## WHAT TO WORK ON
Retype everything in the entries that follow, exactly as shown.

## SUPPLIED RECORDS
======
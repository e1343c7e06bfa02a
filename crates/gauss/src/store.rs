//! Call-local working copies of the coefficient matrix and the right-hand side.

use std::cell::UnsafeCell;

use nalgebra::{Dim, Matrix, RealField, Storage, U1};

/// Row-major working copy of `A` (`n * n` entries) and `b` (`n` entries).
///
/// Rows are handed out through shared references so that the controller and every worker can
/// hold the store at the same time. Exclusive access to a row is never checked at runtime; it is
/// guaranteed by the barrier protocol instead (see [`MatrixStore::row_mut`]).
pub(crate) struct MatrixStore<T> {
    n: usize,
    a: Box<[UnsafeCell<T>]>,
    b: Box<[UnsafeCell<T>]>,
}

// SAFETY: all access goes through `row`/`row_mut`, whose callers guarantee that no row is written
// while another thread reads or writes it.
unsafe impl<T: Send + Sync> Sync for MatrixStore<T> {}

impl<T> MatrixStore<T>
where
    T: RealField + Copy,
{
    /// Copies a row-major `n * n` matrix and an `n`-vector into a new store.
    pub fn from_slices(a: &[T], b: &[T], n: usize) -> Self {
        debug_assert_eq!(a.len(), n * n);
        debug_assert_eq!(b.len(), n);
        Self {
            n,
            a: a.iter().copied().map(UnsafeCell::new).collect(),
            b: b.iter().copied().map(UnsafeCell::new).collect(),
        }
    }

    /// Copies a (column-major) nalgebra matrix and vector into a new row-major store.
    pub fn from_matrix<D, SA, SB>(mat_a: &Matrix<T, D, D, SA>, b: &Matrix<T, D, U1, SB>) -> Self
    where
        D: Dim,
        SA: Storage<T, D, D>,
        SB: Storage<T, D>,
    {
        let n = mat_a.nrows();
        let a = (0..n)
            .flat_map(|i| (0..n).map(move |j| (i, j)))
            .map(|(i, j)| UnsafeCell::new(mat_a[(i, j)]))
            .collect();
        Self {
            n,
            a,
            b: b.iter().copied().map(UnsafeCell::new).collect(),
        }
    }

    pub fn dim(&self) -> usize {
        self.n
    }

    /// Shared view of row `i` of `A` together with `b[i]`.
    ///
    /// # Safety
    /// No thread may hold a mutable view of row `i` for the lifetime of the returned slice.
    pub unsafe fn row(&self, i: usize) -> (&[T], T) {
        let start = i * self.n;
        let cells = &self.a[start..start + self.n];
        let row = std::slice::from_raw_parts(UnsafeCell::raw_get(cells.as_ptr()), self.n);
        (row, *self.b[i].get())
    }

    /// Exclusive view of row `i` of `A` together with `b[i]`.
    ///
    /// # Safety
    /// The caller must be the only thread accessing row `i` for the lifetime of the returned
    /// references.
    #[allow(clippy::mut_from_ref)]
    pub unsafe fn row_mut(&self, i: usize) -> (&mut [T], &mut T) {
        let start = i * self.n;
        let cells = &self.a[start..start + self.n];
        let row = std::slice::from_raw_parts_mut(UnsafeCell::raw_get(cells.as_ptr()), self.n);
        (row, &mut *self.b[i].get())
    }

    /// Consumes the store once every worker has been joined.
    pub fn into_rows(self) -> ReducedSystem<T> {
        ReducedSystem {
            n: self.n,
            a: self.a.into_vec().into_iter().map(UnsafeCell::into_inner).collect(),
            b: self.b.into_vec().into_iter().map(UnsafeCell::into_inner).collect(),
        }
    }
}

/// The upper-triangular, unit-diagonal system left behind by forward elimination.
#[derive(Debug, Clone)]
pub(crate) struct ReducedSystem<T> {
    pub n: usize,
    pub a: Vec<T>,
    pub b: Vec<T>,
}

impl<T: Copy> ReducedSystem<T> {
    pub fn at(&self, i: usize, j: usize) -> T {
        self.a[i * self.n + j]
    }
}

#[cfg(test)]
mod tests {
    use nalgebra::{matrix, vector};

    use super::*;

    #[test]
    fn test_from_matrix_is_row_major() {
        let mat_a = matrix![
            1.0, 2.0;
            3.0, 4.0;
        ];
        let b = vector![5.0, 6.0];
        let store = MatrixStore::from_matrix(&mat_a, &b);
        assert_eq!(store.dim(), 2);

        let reduced = store.into_rows();
        assert_eq!(reduced.a, vec![1.0, 2.0, 3.0, 4.0]);
        assert_eq!(reduced.b, vec![5.0, 6.0]);
        assert_eq!(reduced.at(1, 0), 3.0);
    }

    #[test]
    fn test_row_access() {
        let store = MatrixStore::from_slices(&[1.0, 2.0, 3.0, 4.0], &[5.0, 6.0], 2);
        unsafe {
            let (row, bi) = store.row_mut(1);
            row[0] = -1.0;
            *bi = 7.0;
            let (row, bi) = store.row(1);
            assert_eq!(row, &[-1.0, 4.0]);
            assert_eq!(bi, 7.0);
        }
    }
}
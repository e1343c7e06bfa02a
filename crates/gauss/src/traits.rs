use nalgebra::{Dim, Matrix, Scalar, Storage, StorageMut, U1};

use crate::Error;

pub trait LSolver<T, D>
where
    T: Scalar,
    D: Dim,
{
    /// number of threads taking part in a solve, the calling thread excluded
    fn num_threads(&self) -> usize {
        0
    }

    /// Solves the linear system `A x = b`.
    ///
    /// ## Arguments
    /// * `mat_a` the matrix A, left untouched.
    /// * `x` the solution to the linear system upon return.
    /// * `b` the linear system right-hand side.
    ///
    /// ## Notes
    /// Direct solvers that perform no pivoting require every leading principal minor of `A` to be
    /// non-singular. Whether a singular system is reported as an error or left as non-finite
    /// entries in `x` is up to the implementation.
    fn solve<SA, SB, SC>(
        &self,
        mat_a: &Matrix<T, D, D, SA>,
        x: &mut Matrix<T, D, U1, SB>,
        b: &Matrix<T, D, U1, SC>,
    ) -> Result<(), Error>
    where
        SA: Storage<T, D, D>,
        SB: StorageMut<T, D>,
        SC: Storage<T, D>;
}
======
## THE COMPLETED TASK
repository e1343c7e06bfa02a
filename crates/gauss/src/store.rs
//! Call-local working copies of the coefficient matrix and the right-hand side.

use std::cell::UnsafeCell;

use nalgebra::{Dim, Matrix, RealField, Storage, U1};

/// Row-major working copy of `A` (`n * n` entries) and `b` (`n` entries).
///
/// Rows are handed out through shared references so that the controller and every worker can
/// hold the store at the same time. Exclusive access to a row is never checked at runtime; it is
/// guaranteed by the barrier protocol instead (see [`MatrixStore::row_mut`]).
pub(crate) struct MatrixStore<T> {
    n: usize,
    a: Box<[UnsafeCell<T>]>,
    b: Box<[UnsafeCell<T>]>,
}

// SAFETY: all access goes through `row`/`row_mut`, whose callers guarantee that no row is written
// while another thread reads or writes it.
unsafe impl<T: Send + Sync> Sync for MatrixStore<T> {}

impl<T> MatrixStore<T>
where
    T: RealField + Copy,
{
    /// Copies a row-major `n * n` matrix and an `n`-vector into a new store.
    pub fn from_slices(a: &[T], b: &[T], n: usize) -> Self {
        debug_assert_eq!(a.len(), n * n);
        debug_assert_eq!(b.len(), n);
        Self {
            n,
            a: a.iter().copied().map(UnsafeCell::new).collect(),
            b: b.iter().copied().map(UnsafeCell::new).collect(),
        }
    }

    /// Copies a (column-major) nalgebra matrix and vector into a new row-major store.
    pub fn from_matrix<D, SA, SB>(mat_a: &Matrix<T, D, D, SA>, b: &Matrix<T, D, U1, SB>) -> Self
    where
        D: Dim,
        SA: Storage<T, D, D>,
        SB: Storage<T, D>,
    {
        let n = mat_a.nrows();
        let a = (0..n)
            .flat_map(|i| (0..n).map(move |j| (i, j)))
            .map(|(i, j)| UnsafeCell::new(mat_a[(i, j)]))
            .collect();
        Self {
            n,
            a,
            b: b.iter().copied().map(UnsafeCell::new).collect(),
        }
    }

    pub fn dim(&self) -> usize {
        self.n
    }

    /// Shared view of row `i` of `A` together with `b[i]`.
    ///
    /// # Safety
    /// No thread may hold a mutable view of row `i` for the lifetime of the returned slice.
    pub unsafe fn row(&self, i: usize) -> (&[T], T) {
        let start = i * self.n;
        let cells = &self.a[start..start + self.n];
        let row = std::slice::from_raw_parts(UnsafeCell::raw_get(cells.as_ptr()), self.n);
        (row, *self.b[i].get())
    }

    /// Exclusive view of row `i` of `A` together with `b[i]`.
    ///
    /// # Safety
    /// The caller must be the only thread accessing row `i` for the lifetime of the returned
    /// references.
    #[allow(clippy::mut_from_ref)]
    pub unsafe fn row_mut(&self, i: usize) -> (&mut [T], &mut T) {
        let start = i * self.n;
        let cells = &self.a[start..start + self.n];
        let row = std::slice::from_raw_parts_mut(UnsafeCell::raw_get(cells.as_ptr()), self.n);
        (row, &mut *self.b[i].get())
    }

    /// Consumes the store once every worker has been joined.
    pub fn into_rows(self) -> ReducedSystem<T> {
        ReducedSystem {
            n: self.n,
            a: self.a.into_vec().into_iter().map(UnsafeCell::into_inner).collect(),
            b: self.b.into_vec().into_iter().map(UnsafeCell::into_inner).collect(),
        }
    }
}

/// The upper-triangular, unit-diagonal system left behind by forward elimination.
#[derive(Debug, Clone)]
pub(crate) struct ReducedSystem<T> {
    pub n: usize,
    pub a: Vec<T>,
    pub b: Vec<T>,
}

impl<T: Copy> ReducedSystem<T> {
    pub fn at(&self, i: usize, j: usize) -> T {
        self.a[i * self.n + j]
    }
}

#[cfg(test)]
mod tests {
    use nalgebra::{matrix, vector};

    use super::*;

    #[test]
    fn test_from_matrix_is_row_major() {
        let mat_a = matrix![
            1.0, 2.0;
            3.0, 4.0;
        ];
        let b = vector![5.0, 6.0];
        let store = MatrixStore::from_matrix(&mat_a, &b);
        assert_eq!(store.dim(), 2);

        let reduced = store.into_rows();
        assert_eq!(reduced.a, vec![1.0, 2.0, 3.0, 4.0]);
        assert_eq!(reduced.b, vec![5.0, 6.0]);
        assert_eq!(reduced.at(1, 0), 3.0);
    }

    #[test]
    fn test_row_access() {
        let store = MatrixStore::from_slices(&[1.0, 2.0, 3.0, 4.0], &[5.0, 6.0], 2);
        unsafe {
            let (row, bi) = store.row_mut(1);
            row[0] = -1.0;
            *bi = 7.0;
            let (row, bi) = store.row(1);
            assert_eq!(row, &[-1.0, 4.0]);
            assert_eq!(bi, 7.0);
        }
    }
}
repository e1343c7e06bfa02a
filename crates/gauss/src/traits.rs
use nalgebra::{Dim, Matrix, Scalar, Storage, StorageMut, U1};

use crate::Error;

pub trait LSolver<T, D>
where
    T: Scalar,
    D: Dim,
{
    /// number of threads taking part in a solve, the calling thread excluded
    fn num_threads(&self) -> usize {
        0
    }

    /// Solves the linear system `A x = b`.
    ///
    /// ## Arguments
    /// * `mat_a` the matrix A, left untouched.
    /// * `x` the solution to the linear system upon return.
    /// * `b` the linear system right-hand side.
    ///
    /// ## Notes
    /// Direct solvers that perform no pivoting require every leading principal minor of `A` to be
    /// non-singular. Whether a singular system is reported as an error or left as non-finite
    /// entries in `x` is up to the implementation.
    fn solve<SA, SB, SC>(
        &self,
        mat_a: &Matrix<T, D, D, SA>,
        x: &mut Matrix<T, D, U1, SB>,
        b: &Matrix<T, D, U1, SC>,
    ) -> Result<(), Error>
    where
        SA: Storage<T, D, D>,
        SB: StorageMut<T, D>,
        SC: Storage<T, D>;
}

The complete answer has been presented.